No statistical difference was observed between dogs' reactions to the head collar types.

Based on this study, there does not appear to be an increased acceptance of one head collar type over another._

There were no long term follow ups so long term consequences are unknown."

Head collars used - Gentle Leader, Haltie, Snoop Loop & Response.

Ref: 
Comparison of dogs' reactions to four different head collars, Applied Animal Behaviour Science Volume 79, Issue 1, 20 September 2002, Pages 53-61
_L. I. Haug, B. V. Beavera and M. T. Longneckerb_


----------



## Wagtime (Mar 21, 2011)

Interesting stats and certainly I agree that a head collar is not suitable for all dogs. I think I mentioned that for very small dogs they are really no good at all due to the height of the handler and the size of the dog's nose.

They are only a training aid and not a permanent solution to either pulling or lunging at other dogs but they do offer a little control for the owner who may struggle otherwise. I have seen them used very effectively in group training classes and as I said, I use one very rarely on my Bedlington Terrier when I just want him to focus. BUT I always keep the nose part loose at all times.

You mentioned that you might think about a harness with a loop at the front - XtraDog do a new one that they've just brought out which is very nice and simple to put on and use. I use a Sally Hopkins Fleece Lined Harness and that with a nice long training lead works brilliantly. And believe me, Bertie was the WORST puller I'd ever known when we got him! It took a couple of months to get him walking properly and we've never looked back really!


----------



## Lexiedhb (Jun 9, 2011)

SleepyBones said:


> There is a study carried out on them (4 brands) due to welfare concerns about them, below are the results & study title if you want to get the full study from science direct.
> 
> *Haltie research abstract*
> 
> ...


On a study of just 12 dogs???? Not worth the paper it is written on IMO


----------



## XMaizieX (Sep 23, 2011)

Wagtime said:


> Interesting stats and certainly I agree that a head collar is not suitable for all dogs. I think I mentioned that for very small dogs they are really no good at all due to the height of the handler and the size of the dog's nose.
> 
> They are only a training aid and not a permanent solution to either pulling or lunging at other dogs but they do offer a little control for the owner who may struggle otherwise. I have seen them used very effectively in group training classes and as I said, I use one very rarely on my Bedlington Terrier when I just want him to focus. BUT I always keep the nose part loose at all times.
> 
> You mentioned that you might think about a harness with a loop at the front - XtraDog do a new one that they've just brought out which is very nice and simple to put on and use. I use a Sally Hopkins Fleece Lined Harness and that with a nice long training lead works brilliantly. And believe me, Bertie was the WORST puller I'd ever known when we got him! It took a couple of months to get him walking properly and we've never looked back really!

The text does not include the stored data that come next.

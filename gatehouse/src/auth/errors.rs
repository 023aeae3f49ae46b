//! Authentication error types.

use thiserror::Error;

/// Authentication errors
#[derive(Debug, Error)]
pub enum AuthError {
    /// Database error
    #[error("Database error: {0}")]
    Database(#[from] sqlx::Error),

    /// Store call exceeded its timeout
    #[error("Storage operation timed out")]
    StorageTimeout,

    /// Password hashing failed
    #[error("Password hashing failed")]
    HashingFailed,

    /// Stored secret could not be parsed
    #[error("Stored secret is malformed")]
    CorruptSecret,

    /// No account for the given login
    #[error("Account not found")]
    AccountNotFound,

    /// Login already registered
    #[error("Login already registered")]
    AlreadyExists,

    /// Password did not match the stored secret
    #[error("Wrong password")]
    WrongPassword,

    /// Account locked after too many failed logins
    #[error("Account is blocked")]
    Blocked,

    /// No session for the given token
    #[error("Session not found")]
    SessionNotFound,

    /// Session token outlived its expiry window
    #[error("Session expired")]
    SessionExpired,

    /// Login rejected by the minimum-length policy
    #[error("Invalid login: {0}")]
    InvalidLogin(String),

    /// Password rejected by the minimum-length policy
    #[error("Weak password: {0}")]
    WeakPassword(String),
}

impl AuthError {
    /// Get a client-safe error message that doesn't leak sensitive information
    ///
    /// Storage and hashing faults are sanitized so that internal detail never
    /// reaches a response body. Every expected outcome is safe to expose.
    pub fn client_message(&self) -> String {
        if self.is_fatal() {
            "Internal server error".to_string()
        } else {
            self.to_string()
        }
    }

    /// Whether this error is a backend fault rather than an expected outcome.
    pub fn is_fatal(&self) -> bool {
        matches!(
            self,
            AuthError::Database(_)
                | AuthError::StorageTimeout
                | AuthError::HashingFailed
                | AuthError::CorruptSecret
        )
    }
}

/// Result type for authentication operations
pub type AuthResult<T> = Result<T, AuthError>;

#[cfg(test)]
mod tests {
    use super::*;

    #[test]
    fn fatal_errors_are_sanitized() {
        let err = AuthError::CorruptSecret;
        assert!(err.is_fatal());
        assert_eq!(err.client_message(), "Internal server error");

        let err = AuthError::StorageTimeout;
        assert_eq!(err.client_message(), "Internal server error");
    }

    #[test]
    fn expected_outcomes_pass_through() {
        let err = AuthError::WrongPassword;
        assert!(!err.is_fatal());
        assert_eq!(err.client_message(), "Wrong password");

        let err = AuthError::WeakPassword("password must be at least 8 characters".to_string());
        assert!(err.client_message().contains("at least 8"));
    }
}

 I just ordered the xtra one as it looked better than the halti cntrol harness, Will post on here once Ive tried it


----------



## Shalize (Sep 19, 2011)

Hiya - haven't read all the posts as there's a lot of them.

There are lots of different types of head collars:

HALTI - lacks the clip under the chin and thus rides into eyes.
BLACKDOG - like a halti but with the clip. I like them.
CANAC HEADCOLLAR - Brilliant, not much material and again clip under the chin.
DOGMATIC - Haven't seen one yet but hear they are great. Just watch out for the ones that do up behind the dogs neck. Personally I think these make the dog appear dominant to other dogs as you are lifting the dogs head up.


In regards to pros and cons:
Apparently the biggest cause of dog neck injuries are head collars so NEVER use one on the end of a long lead or flexi
Always attach head collar to normal collar - particularly if a plastic snap is uses verus a buckle. (Either by 2 leads of one attaching both. I prefer one lead as it puts less stress on nose but also gives the dog some power back)
You do your dog more damage to its neck if it is constantly pulling. 
Reward the dog when it does walk nicely on a slack lead, guide dog back to heel rather than check release when its pulling.
If it throws a tantrum: (which most do) Shorten lead up and place hands firmly on dogs shoulders so its front feet do not come up. Or if it tries to rub nose on the ground again shorten lead and walk off. 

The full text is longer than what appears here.